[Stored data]
▬▬▬▬▬▬

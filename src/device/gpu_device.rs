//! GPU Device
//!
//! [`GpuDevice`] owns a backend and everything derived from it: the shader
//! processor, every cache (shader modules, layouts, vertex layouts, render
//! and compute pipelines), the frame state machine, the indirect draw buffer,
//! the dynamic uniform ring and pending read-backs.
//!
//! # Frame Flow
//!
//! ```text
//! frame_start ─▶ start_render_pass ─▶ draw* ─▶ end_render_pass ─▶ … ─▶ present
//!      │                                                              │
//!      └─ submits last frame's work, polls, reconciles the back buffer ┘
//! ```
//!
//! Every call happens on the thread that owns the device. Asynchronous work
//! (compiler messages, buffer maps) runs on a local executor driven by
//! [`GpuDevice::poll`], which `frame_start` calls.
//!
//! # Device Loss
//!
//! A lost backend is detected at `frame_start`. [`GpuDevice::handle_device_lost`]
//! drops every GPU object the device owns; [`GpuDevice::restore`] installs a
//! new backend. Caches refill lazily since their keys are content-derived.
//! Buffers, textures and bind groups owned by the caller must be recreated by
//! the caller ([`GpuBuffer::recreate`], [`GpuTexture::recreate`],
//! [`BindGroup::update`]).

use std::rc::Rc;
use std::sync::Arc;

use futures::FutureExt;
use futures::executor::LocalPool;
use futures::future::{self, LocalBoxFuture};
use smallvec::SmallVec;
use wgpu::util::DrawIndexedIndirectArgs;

▬▬▬▬▬▬

_Exercise directions_
Look for the string "GpuDevice" in the entries above. Copy every line that has it.

_Exercise solution_
//! [`GpuDevice`] owns a backend and everything derived from it: the shader
//! [`GpuDevice::poll`], which `frame_start` calls.
//! A lost backend is detected at `frame_start`. [`GpuDevice::handle_device_lost`]
//! drops every GPU object the device owns; [`GpuDevice::restore`] installs a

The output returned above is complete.